WORK INSTRUCTIONS:
Restate word for word the entries below, starting with the line with "async fn insert_user(&self, row: UserRow)" and continuing through the line with "pub fn generate_random_token()". Include both of those lines and no others.

Segment Start: PROVIDED MATERIAL

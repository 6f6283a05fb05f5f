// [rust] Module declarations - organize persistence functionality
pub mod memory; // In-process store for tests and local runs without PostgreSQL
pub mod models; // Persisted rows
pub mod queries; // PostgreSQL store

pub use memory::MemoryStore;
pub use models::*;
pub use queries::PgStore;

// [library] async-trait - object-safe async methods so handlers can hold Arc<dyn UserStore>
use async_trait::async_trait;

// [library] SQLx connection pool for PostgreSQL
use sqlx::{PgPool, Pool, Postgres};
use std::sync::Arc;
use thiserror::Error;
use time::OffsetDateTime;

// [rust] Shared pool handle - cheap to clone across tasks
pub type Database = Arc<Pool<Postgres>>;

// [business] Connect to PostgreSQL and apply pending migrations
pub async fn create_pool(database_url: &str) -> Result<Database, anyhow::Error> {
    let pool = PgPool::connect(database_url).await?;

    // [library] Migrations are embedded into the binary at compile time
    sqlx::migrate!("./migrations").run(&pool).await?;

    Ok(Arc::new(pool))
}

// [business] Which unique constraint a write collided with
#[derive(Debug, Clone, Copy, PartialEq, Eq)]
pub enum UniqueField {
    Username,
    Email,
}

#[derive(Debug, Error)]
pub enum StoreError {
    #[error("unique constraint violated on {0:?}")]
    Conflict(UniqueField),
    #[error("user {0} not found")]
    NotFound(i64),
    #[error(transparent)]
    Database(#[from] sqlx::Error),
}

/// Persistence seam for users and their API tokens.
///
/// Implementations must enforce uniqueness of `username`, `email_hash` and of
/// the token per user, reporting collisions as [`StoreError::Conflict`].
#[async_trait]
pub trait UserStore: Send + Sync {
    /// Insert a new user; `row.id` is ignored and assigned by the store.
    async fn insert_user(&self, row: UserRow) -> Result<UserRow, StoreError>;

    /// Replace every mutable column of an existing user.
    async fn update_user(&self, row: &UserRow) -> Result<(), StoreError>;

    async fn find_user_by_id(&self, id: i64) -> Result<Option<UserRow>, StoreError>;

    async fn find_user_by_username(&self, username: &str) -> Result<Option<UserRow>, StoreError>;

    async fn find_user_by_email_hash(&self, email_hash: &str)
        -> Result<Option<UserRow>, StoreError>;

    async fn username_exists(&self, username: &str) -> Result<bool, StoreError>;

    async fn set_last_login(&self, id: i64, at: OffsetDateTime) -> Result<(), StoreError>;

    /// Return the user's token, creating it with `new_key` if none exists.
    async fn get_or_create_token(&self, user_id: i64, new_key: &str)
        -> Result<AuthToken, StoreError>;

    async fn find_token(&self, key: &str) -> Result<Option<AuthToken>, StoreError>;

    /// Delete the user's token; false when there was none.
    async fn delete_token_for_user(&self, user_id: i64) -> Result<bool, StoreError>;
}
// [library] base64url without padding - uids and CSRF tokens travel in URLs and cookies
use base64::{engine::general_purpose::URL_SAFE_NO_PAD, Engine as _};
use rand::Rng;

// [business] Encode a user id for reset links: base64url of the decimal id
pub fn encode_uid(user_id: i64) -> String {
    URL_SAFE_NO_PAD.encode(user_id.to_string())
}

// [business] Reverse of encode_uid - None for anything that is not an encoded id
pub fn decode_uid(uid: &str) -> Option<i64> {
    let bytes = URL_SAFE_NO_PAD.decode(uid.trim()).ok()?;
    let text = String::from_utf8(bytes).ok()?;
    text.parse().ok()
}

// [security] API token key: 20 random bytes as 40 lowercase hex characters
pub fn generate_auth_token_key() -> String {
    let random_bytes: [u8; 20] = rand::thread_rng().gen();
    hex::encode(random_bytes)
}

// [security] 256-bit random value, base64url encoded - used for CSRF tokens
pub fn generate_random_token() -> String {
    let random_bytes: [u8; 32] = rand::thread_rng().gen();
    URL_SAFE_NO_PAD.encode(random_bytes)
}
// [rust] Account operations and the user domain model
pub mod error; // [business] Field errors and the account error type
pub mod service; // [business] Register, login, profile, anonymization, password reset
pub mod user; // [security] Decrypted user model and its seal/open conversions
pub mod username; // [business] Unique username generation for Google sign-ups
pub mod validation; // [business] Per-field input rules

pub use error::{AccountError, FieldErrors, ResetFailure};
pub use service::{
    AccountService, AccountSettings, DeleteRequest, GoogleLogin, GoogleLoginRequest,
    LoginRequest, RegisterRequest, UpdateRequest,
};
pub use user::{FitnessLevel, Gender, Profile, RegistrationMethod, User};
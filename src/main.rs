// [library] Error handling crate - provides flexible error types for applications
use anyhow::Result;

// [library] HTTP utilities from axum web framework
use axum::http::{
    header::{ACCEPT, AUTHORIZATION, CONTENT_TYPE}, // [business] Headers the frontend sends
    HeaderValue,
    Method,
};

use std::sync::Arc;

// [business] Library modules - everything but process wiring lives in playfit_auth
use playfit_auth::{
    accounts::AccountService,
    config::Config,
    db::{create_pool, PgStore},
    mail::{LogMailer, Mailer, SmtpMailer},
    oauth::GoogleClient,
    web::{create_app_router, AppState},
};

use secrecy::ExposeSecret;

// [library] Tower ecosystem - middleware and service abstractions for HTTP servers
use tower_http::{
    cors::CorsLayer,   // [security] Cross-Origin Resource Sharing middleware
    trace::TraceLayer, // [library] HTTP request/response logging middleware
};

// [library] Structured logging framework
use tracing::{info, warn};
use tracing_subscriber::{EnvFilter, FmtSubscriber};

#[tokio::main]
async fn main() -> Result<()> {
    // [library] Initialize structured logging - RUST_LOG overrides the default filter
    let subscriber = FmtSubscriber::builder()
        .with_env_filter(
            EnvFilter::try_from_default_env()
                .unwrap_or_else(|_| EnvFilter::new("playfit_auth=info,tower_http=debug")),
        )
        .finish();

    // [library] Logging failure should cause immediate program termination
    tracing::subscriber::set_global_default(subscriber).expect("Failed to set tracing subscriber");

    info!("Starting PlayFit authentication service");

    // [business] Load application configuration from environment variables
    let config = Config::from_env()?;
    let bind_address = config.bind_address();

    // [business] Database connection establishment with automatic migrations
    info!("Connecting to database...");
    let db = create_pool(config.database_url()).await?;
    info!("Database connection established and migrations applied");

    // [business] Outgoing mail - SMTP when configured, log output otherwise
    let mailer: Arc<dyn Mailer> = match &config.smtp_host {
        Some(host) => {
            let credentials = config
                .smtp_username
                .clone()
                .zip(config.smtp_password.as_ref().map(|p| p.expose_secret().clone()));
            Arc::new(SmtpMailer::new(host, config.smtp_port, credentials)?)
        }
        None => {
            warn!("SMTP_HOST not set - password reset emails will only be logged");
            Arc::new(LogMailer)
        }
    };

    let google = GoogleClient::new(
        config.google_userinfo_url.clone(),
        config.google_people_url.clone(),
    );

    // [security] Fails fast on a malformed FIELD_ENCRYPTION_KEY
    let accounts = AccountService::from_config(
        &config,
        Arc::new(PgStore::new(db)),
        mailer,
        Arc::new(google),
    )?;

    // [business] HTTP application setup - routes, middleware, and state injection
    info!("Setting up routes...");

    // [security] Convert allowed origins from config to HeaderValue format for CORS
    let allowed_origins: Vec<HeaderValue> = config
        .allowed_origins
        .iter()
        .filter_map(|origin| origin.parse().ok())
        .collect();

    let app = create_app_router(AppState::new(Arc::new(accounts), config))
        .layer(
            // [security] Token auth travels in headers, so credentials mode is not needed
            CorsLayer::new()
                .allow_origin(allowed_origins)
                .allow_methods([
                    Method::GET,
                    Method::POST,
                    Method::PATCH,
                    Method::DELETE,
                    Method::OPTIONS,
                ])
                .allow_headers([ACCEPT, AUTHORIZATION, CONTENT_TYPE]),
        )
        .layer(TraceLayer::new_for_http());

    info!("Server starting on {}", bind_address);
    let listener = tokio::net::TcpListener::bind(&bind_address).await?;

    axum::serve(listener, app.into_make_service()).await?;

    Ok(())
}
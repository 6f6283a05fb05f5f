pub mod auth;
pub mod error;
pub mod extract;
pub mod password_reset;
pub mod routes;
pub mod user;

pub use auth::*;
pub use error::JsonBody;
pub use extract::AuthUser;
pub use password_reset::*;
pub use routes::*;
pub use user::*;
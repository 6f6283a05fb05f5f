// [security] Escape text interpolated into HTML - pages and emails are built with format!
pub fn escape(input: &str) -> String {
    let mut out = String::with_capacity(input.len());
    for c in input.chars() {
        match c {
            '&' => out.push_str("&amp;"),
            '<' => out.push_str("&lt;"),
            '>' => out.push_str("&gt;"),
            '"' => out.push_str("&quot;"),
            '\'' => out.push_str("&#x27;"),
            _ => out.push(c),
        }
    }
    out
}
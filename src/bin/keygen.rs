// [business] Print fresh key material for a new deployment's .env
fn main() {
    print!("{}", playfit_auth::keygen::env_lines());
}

Segment End: PROVIDED MATERIAL

YOUR SOLUTION:
    async fn insert_user(&self, row: UserRow) -> Result<UserRow, StoreError>;

    /// Replace every mutable column of an existing user.
    async fn update_user(&self, row: &UserRow) -> Result<(), StoreError>;

    async fn find_user_by_id(&self, id: i64) -> Result<Option<UserRow>, StoreError>;

    async fn find_user_by_username(&self, username: &str) -> Result<Option<UserRow>, StoreError>;

    async fn find_user_by_email_hash(&self, email_hash: &str)
        -> Result<Option<UserRow>, StoreError>;

    async fn username_exists(&self, username: &str) -> Result<bool, StoreError>;

    async fn set_last_login(&self, id: i64, at: OffsetDateTime) -> Result<(), StoreError>;

    /// Return the user's token, creating it with `new_key` if none exists.
    async fn get_or_create_token(&self, user_id: i64, new_key: &str)
        -> Result<AuthToken, StoreError>;

    async fn find_token(&self, key: &str) -> Result<Option<AuthToken>, StoreError>;

    /// Delete the user's token; false when there was none.
    async fn delete_token_for_user(&self, user_id: i64) -> Result<bool, StoreError>;
}
// [library] base64url without padding - uids and CSRF tokens travel in URLs and cookies
use base64::{engine::general_purpose::URL_SAFE_NO_PAD, Engine as _};
use rand::Rng;

// [business] Encode a user id for reset links: base64url of the decimal id
pub fn encode_uid(user_id: i64) -> String {
    URL_SAFE_NO_PAD.encode(user_id.to_string())
}

// [business] Reverse of encode_uid - None for anything that is not an encoded id
pub fn decode_uid(uid: &str) -> Option<i64> {
    let bytes = URL_SAFE_NO_PAD.decode(uid.trim()).ok()?;
    let text = String::from_utf8(bytes).ok()?;
    text.parse().ok()
}

// [security] API token key: 20 random bytes as 40 lowercase hex characters
pub fn generate_auth_token_key() -> String {
    let random_bytes: [u8; 20] = rand::thread_rng().gen();
    hex::encode(random_bytes)
}

// [security] 256-bit random value, base64url encoded - used for CSRF tokens
pub fn generate_random_token() -> String {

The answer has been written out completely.